In a double-blind, placebo-controlled, crossover study of 12 melatonin-deficient elderly subjects who complained of long-term insomnia, 2 milligrams of controlled-release melatonin, taken two hours before bedtime, improved sleep efficiency (sleep time as a percentage of time in bed) and decreased nocturnal awakenings. Melatonin was not found to decrease sleep latency or to increase total sleep time (time actually spent asleep).
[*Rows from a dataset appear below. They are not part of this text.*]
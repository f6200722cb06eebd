//! Static export of the forecasting landing page.
//!
//! Resolves an [`ExportConfig`], renders the page with
//! [`forecast_landing::render_page`] and writes it, plus any public assets,
//! to an output directory ready to be served.

pub mod bundle;
pub mod config;
pub mod error;

pub use bundle::{ExportPlan, ExportReport, export};
pub use config::{CONFIG_FILE_NAME, ExportConfig, OutputConfig};
pub use error::ExportError;
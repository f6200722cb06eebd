//! End-to-end CLI tests for forecast-export

use assert_cmd::Command;
use assert_cmd::cargo::cargo_bin_cmd;
use predicates::prelude::*;
use tempfile::TempDir;

fn forecast_export() -> Command {
    let mut cmd = cargo_bin_cmd!("forecast-export");
    cmd.env_remove("RUST_LOG");
    cmd
}

mod cli_basics {
    use super::*;

    #[test]
    fn shows_help() {
        forecast_export()
            .arg("--help")
            .assert()
            .success()
            .stdout(predicate::str::contains("--out"))
            .stdout(predicate::str::contains("--assets"));
    }

    #[test]
    fn shows_version() {
        forecast_export()
            .arg("--version")
            .assert()
            .success()
            .stdout(predicate::str::contains(env!("CARGO_PKG_VERSION")));
    }
}

mod export {
    use super::*;

    #[test]
    fn writes_index_into_out_dir() {
        let temp = TempDir::new().expect("temp dir");
        let out = temp.path().join("site");

        forecast_export()
            .current_dir(temp.path())
            .arg("--out")
            .arg(&out)
            .assert()
            .success()
            .stdout(predicate::str::contains("index.html"));

        let html = std::fs::read_to_string(out.join("index.html")).expect("index.html");
        assert!(html.starts_with("<!DOCTYPE html>"));
        assert!(html.contains("Model Comparison"));
    }

    #[test]
    fn defaults_to_dist_in_working_directory() {
        let temp = TempDir::new().expect("temp dir");

        forecast_export().current_dir(temp.path()).assert().success();

        assert!(temp.path().join("dist").join("index.html").is_file());
    }

    #[test]
    fn title_flag_overrides_config() {
        let temp = TempDir::new().expect("temp dir");
        std::fs::write(
            temp.path().join("forecast-landing.toml"),
            "[page]\ntitle = \"From Config\"\n",
        )
        .expect("config");

        forecast_export()
            .current_dir(temp.path())
            .args(["--title", "From Flag"])
            .assert()
            .success();

        let html = std::fs::read_to_string(temp.path().join("dist/index.html")).expect("page");
        assert!(html.contains("From Flag"));
        assert!(!html.contains("From Config"));
    }

    #[test]
    fn reads_output_settings_from_config() {
        let temp = TempDir::new().expect("temp dir");
        let config = temp.path().join("site.toml");
        std::fs::write(&config, "[output]\ndir = \"public_html\"\nfile_name = \"home.html\"\n")
            .expect("config");

        forecast_export()
            .current_dir(temp.path())
            .arg("--config")
            .arg(&config)
            .assert()
            .success()
            .stdout(predicate::str::contains("home.html"));

        assert!(temp.path().join("public_html/home.html").is_file());
    }

    #[test]
    fn bad_explicit_config_fails() {
        let temp = TempDir::new().expect("temp dir");
        let config = temp.path().join("broken.toml");
        std::fs::write(&config, "[output\n").expect("config");

        forecast_export()
            .current_dir(temp.path())
            .arg("--config")
            .arg(&config)
            .assert()
            .failure()
            .stderr(predicate::str::contains("invalid config"));
    }

    #[test]
    fn warns_when_sample_dataset_is_missing() {
        let temp = TempDir::new().expect("temp dir");
        let public = temp.path().join("public");
        std::fs::create_dir_all(&public).expect("public");
        std::fs::write(public.join("robots.txt"), "User-agent: *\n").expect("robots");

        forecast_export()
            .current_dir(temp.path())
            .arg("--assets")
            .arg(&public)
            .assert()
            .success()
            .stderr(predicate::str::contains("sample dataset missing"));

        assert!(temp.path().join("dist/robots.txt").is_file());
    }
}
//! Landing page sections, top to bottom.
//!
//! Every section root carries `data-section` with its [`SectionId`].

mod call_to_action;
mod dataset_preview;
mod footer;
mod hero;
mod how_it_works;
mod model_comparison;
mod what_it_does;

pub use call_to_action::CallToAction;
pub use dataset_preview::DatasetPreview;
pub use footer::Footer;
pub use hero::Hero;
pub use how_it_works::HowItWorks;
pub use model_comparison::ModelComparison;
pub use what_it_does::WhatItDoes;

/// Stable identifier of each page section, rendered as `data-section`.
#[derive(Debug, Clone, Copy, PartialEq, Eq, Hash)]
pub enum SectionId {
    Hero,
    WhatItDoes,
    ModelComparison,
    DatasetPreview,
    HowItWorks,
    CallToAction,
    Footer,
}

impl SectionId {
    /// Every section in page order.
    pub const ALL: [SectionId; 7] = [
        SectionId::Hero,
        SectionId::WhatItDoes,
        SectionId::ModelComparison,
        SectionId::DatasetPreview,
        SectionId::HowItWorks,
        SectionId::CallToAction,
        SectionId::Footer,
    ];

    pub fn as_str(&self) -> &'static str {
        match self {
            SectionId::Hero => "hero",
            SectionId::WhatItDoes => "what-it-does",
            SectionId::ModelComparison => "model-comparison",
            SectionId::DatasetPreview => "dataset-preview",
            SectionId::HowItWorks => "how-it-works",
            SectionId::CallToAction => "call-to-action",
            SectionId::Footer => "footer",
        }
    }
}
A recent study from New Zealand found that 5 milligrams did not improve sleep quality in 20 older people with age-related sleep problems.
Leaving on a Jet Plane?
There's a good chance melatonin can ease jet lag by speeding the resynchronization of the body's time clock. A review of nine well-controlled studies concluded that nightly doses of 0.5 to 5 milligrams of melatonin reduced symptoms in air travelers crossing five or more time zones, especially eastward.
A landmark experiment by Professor Walter Pierpaoli in 1990 showed that when young mice and old mice surgically swapped pineal glands, the older mice looked and acted young and the young mice rapidly showed signs of advanced age. Another experiment by Pierpaoli involving melatonin supplements extended the lifespan of mice by 20 percent.
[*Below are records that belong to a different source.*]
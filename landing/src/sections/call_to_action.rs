use leptos::prelude::*;

use super::SectionId;
use crate::icons::{ICON_ARROW_RIGHT, ICON_ROCKET, Icon};

#[component]
pub fn CallToAction() -> impl IntoView {
    view! {
        <section class="section band-dark" data-section={SectionId::CallToAction.as_str()}>
            <div class="container container-narrow">
                <div class="panel cta-panel">
                    <div class="glow-layer">
                        <div class="glow glow-top-right accent-blue"></div>
                        <div class="glow glow-bottom-left accent-teal"></div>
                    </div>

                    <div class="cta-content">
                        <div class="icon-disc icon-disc-large accent-blue">
                            <Icon path=ICON_ROCKET size="48" />
                        </div>
                        <h2 class="section-title">"Ready to Start Forecasting?"</h2>
                        <p class="section-description">
                            "Transform your historical data into actionable business insights with our advanced forecasting engine."
                        </p>
                        <button class="btn btn-pill">
                            "Launch Forecast Tool"
                            <Icon path=ICON_ARROW_RIGHT class="btn-icon nudge-right" />
                        </button>
                        <p class="fine-print">
                            "No signup required • Process data securely • Get instant results"
                        </p>
                    </div>
                </div>
            </div>
        </section>
    }
}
Rats do not necessarily react to hormones the way humans do. Therefore there's no proof melatonin can make you look younger or live longer. For example, melatonin signals rodents to become more active at night — just the opposite effect it has on humans. So when old rats dosed with melatonin live longer or their coats regain their youthful shine, that does not mean your life will be extended or your skin will become suppler if you take melatonin supplements.
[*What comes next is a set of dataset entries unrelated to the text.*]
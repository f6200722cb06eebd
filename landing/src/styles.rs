//! CSS for the landing page.
//!
//! Dark slate theme with blue/teal gradients. Accent colors are expressed as
//! `accent-*` modifier classes that set `--accent` and `--accent-soft`, so
//! every card, badge and heading reads its color from the same two variables.
//!
//! The stylesheet is inlined by [`crate::render_page`] and by
//! [`crate::LandingStyles`] on the client.

/// Complete CSS for the landing page.
pub const LANDING_CSS: &str = r#"
:root {
    --slate-950: #0b1120;
    --slate-900: #0f172a;
    --slate-800: #1e293b;
    --slate-700: #334155;
    --slate-600: #475569;
    --gray-900: #111827;
    --gray-500: #6b7280;
    --gray-400: #9ca3af;
    --gray-300: #d1d5db;
    --white: #ffffff;
    --blue: #60a5fa;
    --blue-strong: #3b82f6;
    --teal: #2dd4bf;
    --teal-strong: #14b8a6;
    --purple: #c084fc;
    --orange: #fb923c;
    --radius-lg: 16px;
    --radius-xl: 24px;
    --font-sans: Inter, system-ui, -apple-system, Segoe UI, Roboto, sans-serif;
}

*, *::before, *::after { box-sizing: border-box; }

html { scroll-behavior: smooth; }

body {
    margin: 0;
    font-family: var(--font-sans);
    background: var(--slate-900);
    color: var(--white);
    line-height: 1.5;
    -webkit-font-smoothing: antialiased;
}

button { font: inherit; cursor: pointer; border: none; }

/* Accent families */
.accent-blue   { --accent: var(--blue);   --accent-soft: rgba(59, 130, 246, 0.2); }
.accent-teal   { --accent: var(--teal);   --accent-soft: rgba(20, 184, 166, 0.2); }
.accent-purple { --accent: var(--purple); --accent-soft: rgba(168, 85, 247, 0.2); }
.accent-orange { --accent: var(--orange); --accent-soft: rgba(249, 115, 22, 0.2); }

/* Layout */
.container {
    max-width: 1280px;
    margin: 0 auto;
    padding: 0 16px;
}
.container-narrow { max-width: 1152px; }

.section { padding: 80px 0; position: relative; }
.band-slate { background: linear-gradient(to bottom, var(--slate-800), var(--slate-900)); }
.band-dark  { background: linear-gradient(to bottom, var(--slate-900), var(--gray-900)); }

.section-header { text-align: center; margin-bottom: 64px; }
.section-title {
    font-size: 2.25rem;
    font-weight: 700;
    margin: 0 0 16px;
}
.section-description {
    font-size: 1.25rem;
    color: var(--gray-300);
    max-width: 42rem;
    margin: 0 auto;
}

/* Decorative glows */
.glow-layer { position: absolute; inset: 0; overflow: hidden; pointer-events: none; }
.glow {
    position: absolute;
    width: 320px;
    height: 320px;
    border-radius: 9999px;
    background: var(--accent-soft);
    filter: blur(64px);
    opacity: 0.5;
}
.glow-top-right   { top: -160px; right: -160px; }
.glow-bottom-left { bottom: -160px; left: -160px; }

/* Icon discs */
.icon-disc {
    display: inline-flex;
    align-items: center;
    justify-content: center;
    padding: 12px;
    border-radius: 9999px;
    background: var(--accent-soft, rgba(59, 130, 246, 0.2));
    color: var(--accent, var(--blue));
    margin-bottom: 24px;
    transition: transform 0.3s ease;
}
.icon-disc-large { padding: 16px; margin-bottom: 32px; }

/* Buttons */
.btn {
    display: inline-flex;
    align-items: center;
    gap: 12px;
    color: var(--white);
    font-weight: 600;
    background: linear-gradient(to right, var(--blue-strong), var(--teal-strong));
    transition: transform 0.3s ease, box-shadow 0.3s ease;
}
.btn:hover { transform: scale(1.05); box-shadow: 0 20px 25px -5px rgba(59, 130, 246, 0.25); }
.btn-pill  { padding: 16px 32px; border-radius: 9999px; font-size: 1.125rem; }
.btn-small {
    padding: 8px 16px;
    border-radius: 8px;
    font-size: 1rem;
    gap: 8px;
    background: linear-gradient(to right, var(--teal-strong), var(--blue-strong));
}
.btn-icon { transition: transform 0.3s ease; }
.btn:hover .nudge-down  { transform: translateY(4px); }
.btn:hover .nudge-right { transform: translateX(4px); }

/* Hero */
.hero {
    min-height: 100vh;
    display: flex;
    flex-direction: column;
    justify-content: center;
    align-items: center;
    padding: 0 16px;
    position: relative;
    overflow: hidden;
    background: linear-gradient(135deg, var(--slate-900), #1e3a8a, var(--slate-800));
}
.hero-content { position: relative; z-index: 1; text-align: center; max-width: 56rem; }
.hero-badge {
    display: inline-flex;
    padding: 16px;
    border-radius: 9999px;
    margin-bottom: 32px;
    color: var(--blue);
    background: rgba(59, 130, 246, 0.2);
    border: 1px solid rgba(96, 165, 250, 0.3);
    backdrop-filter: blur(4px);
}
.hero-title {
    font-size: 3.75rem;
    font-weight: 700;
    line-height: 1.15;
    margin: 0 0 24px;
}
.hero-subtitle {
    display: block;
    font-size: 2.25rem;
    font-weight: 500;
    color: #93c5fd;
    margin-top: 8px;
}
.hero-description {
    font-size: 1.5rem;
    color: var(--gray-300);
    max-width: 42rem;
    margin: 0 auto 48px;
}
.highlight { color: var(--teal); font-weight: 500; }
.scroll-hint {
    position: absolute;
    bottom: 32px;
    left: 50%;
    transform: translateX(-50%);
    color: var(--gray-400);
    animation: bounce 1s infinite;
}
@keyframes bounce {
    0%, 100% { transform: translate(-50%, -25%); }
    50% { transform: translate(-50%, 0); }
}

/* Feature cards */
.feature-grid { display: grid; grid-template-columns: repeat(4, 1fr); gap: 32px; }
.feature-card,
.step-card {
    text-align: center;
    padding: 24px;
    border-radius: var(--radius-lg);
    border: 1px solid rgba(71, 85, 105, 0.5);
    background: linear-gradient(135deg, rgba(51, 65, 85, 0.5), rgba(30, 41, 59, 0.5));
    backdrop-filter: blur(4px);
    transition: transform 0.3s ease, border-color 0.3s ease, box-shadow 0.3s ease;
}
.feature-card:hover,
.step-card:hover { transform: translateY(-8px); border-color: rgba(96, 165, 250, 0.5); }
.feature-card:hover .icon-disc,
.step-card:hover .icon-disc { transform: scale(1.1); }
.card-title { font-size: 1.25rem; font-weight: 600; margin: 0 0 12px; }
.card-text  { color: var(--gray-400); margin: 0; transition: color 0.3s ease; }
.feature-card:hover .card-text,
.step-card:hover .card-text { color: var(--gray-300); }

/* Model comparison */
.model-grid { display: grid; grid-template-columns: repeat(2, 1fr); gap: 32px; }
.model-card {
    padding: 32px;
    border-radius: var(--radius-lg);
    border: 1px solid var(--accent-soft);
    background: var(--slate-800);
    transition: transform 0.3s ease, border-color 0.3s ease;
}
.model-card:hover { transform: scale(1.05); border-color: var(--accent); }
.model-card .icon-disc { display: flex; width: fit-content; margin: 0 auto 24px; }
.model-name { font-size: 1.5rem; font-weight: 700; text-align: center; margin: 0 0 16px; }
.model-tagline { text-align: center; font-weight: 500; color: var(--accent); margin: 0 0 24px; }
.model-points { list-style: none; padding: 0; margin: 0; display: grid; gap: 12px; }
.model-point { display: flex; align-items: flex-start; gap: 12px; color: var(--gray-300); }
.bullet-icon { flex-shrink: 0; margin-top: 2px; color: var(--accent); }

/* Sample dataset */
.panel {
    position: relative;
    overflow: hidden;
    border-radius: var(--radius-lg);
    border: 1px solid rgba(71, 85, 105, 0.5);
    background: linear-gradient(135deg, rgba(30, 41, 59, 0.5), rgba(51, 65, 85, 0.3));
    backdrop-filter: blur(4px);
}
.table-scroll { overflow-x: auto; }
.sample-table { width: 100%; border-collapse: collapse; }
.sample-table thead { background: rgba(51, 65, 85, 0.5); }
.column-heading {
    padding: 16px 24px;
    text-align: left;
    font-size: 0.875rem;
    font-weight: 600;
    text-transform: uppercase;
    letter-spacing: 0.05em;
    color: var(--accent);
}
.sample-row { transition: background-color 0.2s ease; border-top: 1px solid rgba(71, 85, 105, 0.5); }
.sample-row:hover { background: rgba(51, 65, 85, 0.3); }
.sample-row td { padding: 16px 24px; font-size: 0.875rem; }
.sample-row.muted { color: var(--gray-500); }
.cell-strong { font-weight: 500; }
.panel-footer {
    display: flex;
    align-items: center;
    justify-content: space-between;
    gap: 16px;
    padding: 16px 24px;
    background: rgba(30, 41, 59, 0.3);
    border-top: 1px solid rgba(71, 85, 105, 0.5);
}
.footnote { font-size: 0.875rem; font-style: italic; color: var(--gray-400); margin: 0; }

/* How it works */
.steps { position: relative; }
.steps-connector {
    position: absolute;
    top: 50%;
    left: 0;
    right: 0;
    height: 2px;
    background: linear-gradient(to right, transparent, var(--slate-600), transparent);
}
.steps-grid {
    position: relative;
    display: grid;
    grid-template-columns: repeat(3, 1fr);
    gap: 48px;
}
.step-card { position: relative; padding: 32px; background: linear-gradient(135deg, var(--accent-soft), transparent); }
.step-card .icon-disc { margin-top: 16px; padding: 16px; }
.step-number {
    position: absolute;
    top: -16px;
    left: 50%;
    transform: translateX(-50%);
    width: 32px;
    height: 32px;
    display: flex;
    align-items: center;
    justify-content: center;
    border-radius: 9999px;
    border: 2px solid var(--accent);
    background: var(--slate-900);
    color: var(--accent);
    font-size: 0.875rem;
    font-weight: 700;
}
.steps-footer { text-align: center; margin-top: 64px; }
.chip {
    display: inline-flex;
    align-items: center;
    gap: 8px;
    padding: 12px 24px;
    border-radius: 9999px;
    border: 1px solid rgba(100, 116, 139, 0.3);
    background: linear-gradient(to right, rgba(51, 65, 85, 0.5), rgba(71, 85, 105, 0.5));
}
.chip-label  { color: var(--gray-300); font-size: 0.875rem; }
.chip-accent { color: var(--blue); font-weight: 500; }

/* Call to action */
.cta-panel { padding: 48px; border-radius: var(--radius-xl); text-align: center; }
.cta-content { position: relative; z-index: 1; }
.cta-content .section-description { margin-bottom: 32px; }
.fine-print { font-size: 0.875rem; color: var(--gray-400); margin: 24px 0 0; }

/* Footer */
.footer {
    background: var(--slate-900);
    border-top: 1px solid rgba(51, 65, 85, 0.5);
    padding: 48px 0;
    text-align: center;
}
.footer-links { display: flex; justify-content: center; gap: 24px; margin-bottom: 24px; }
.footer-icon-btn {
    padding: 8px;
    border-radius: 9999px;
    background: transparent;
    color: var(--gray-400);
    transition: color 0.3s ease, background-color 0.3s ease;
}
.footer-icon-btn:hover { color: var(--white); background: var(--slate-800); }
.footer-credit { display: flex; justify-content: center; gap: 8px; color: var(--gray-400); margin-bottom: 16px; }
.footer-author { color: var(--white); font-weight: 500; }
.footer-stack { color: var(--gray-500); font-size: 0.875rem; margin: 0; }
.footer-copyright {
    margin: 32px 0 0;
    padding-top: 32px;
    border-top: 1px solid var(--slate-800);
    font-size: 0.75rem;
    color: var(--gray-500);
}

/* Responsive */
@media (max-width: 1024px) {
    .feature-grid, .steps-grid { grid-template-columns: repeat(2, 1fr); gap: 32px; }
    .model-grid { grid-template-columns: 1fr; }
    .steps-connector { display: none; }
    .hero-title { font-size: 3rem; }
    .hero-subtitle { font-size: 1.875rem; }
}

@media (max-width: 640px) {
    .feature-grid, .steps-grid { grid-template-columns: 1fr; }
    .hero-title { font-size: 2.25rem; }
    .hero-subtitle { font-size: 1.5rem; }
    .hero-description { font-size: 1.25rem; }
    .section-title { font-size: 1.875rem; }
    .panel-footer { flex-direction: column; }
    .cta-panel { padding: 32px 16px; }
}
"#;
Others claims include that the hormone melatonin can reduce cancer, high blood pressure, Alzheimer's disease, AIDS, coronary heart disease as well improve sexual vitality.
Separating melatonin myth from fact isn't easy. Consider the claim that melatonin improves sexual vitality. If melatonin has an effect on sex, it is probably more akin to that of a cold shower, says Cheryl Craft, head of the department of cell and neurobiology at the University of Southern California School of Medicine. Large doses are being tested in Europe as a contraceptive because the hormone acts to stop ovulation. And in her studies, it shrank hamsters' testicles.
Dr. Charles Czeisler warns that studies have yet to show if the supplements are safe. Cheryl Craft and other investigators are worried about hype, since the hormone could hurt rather than help. An animal study, for instance, showed that melatonin can narrow blood vessels in the heart and lungs, especially when there is underlying heart disease or asthma. If that turns out to be true for humans, older people particularly could be at high risk.
In general, the opinion of the scientific community can be summarized in the recent statement of the European Pineal Society: “Administration of melatonin is useful, when correctly timed, in certain types of human circadian rhythm disorder leading to sleep problems. There is insufficient scientific evidence for any other therapeutic uses in humans as yet. There is no information on possible harmful long-term side effects. Melatonin may be dangerous if incorrectly timed, and should not be taken without medical supervision.”
Doctors warn that people with kidney or liver disease shouldn't take melatonin; neither should those with a history of stroke, depression, or a neurological disorder. Women who wish to become pregnant should also avoid the use of melatonin.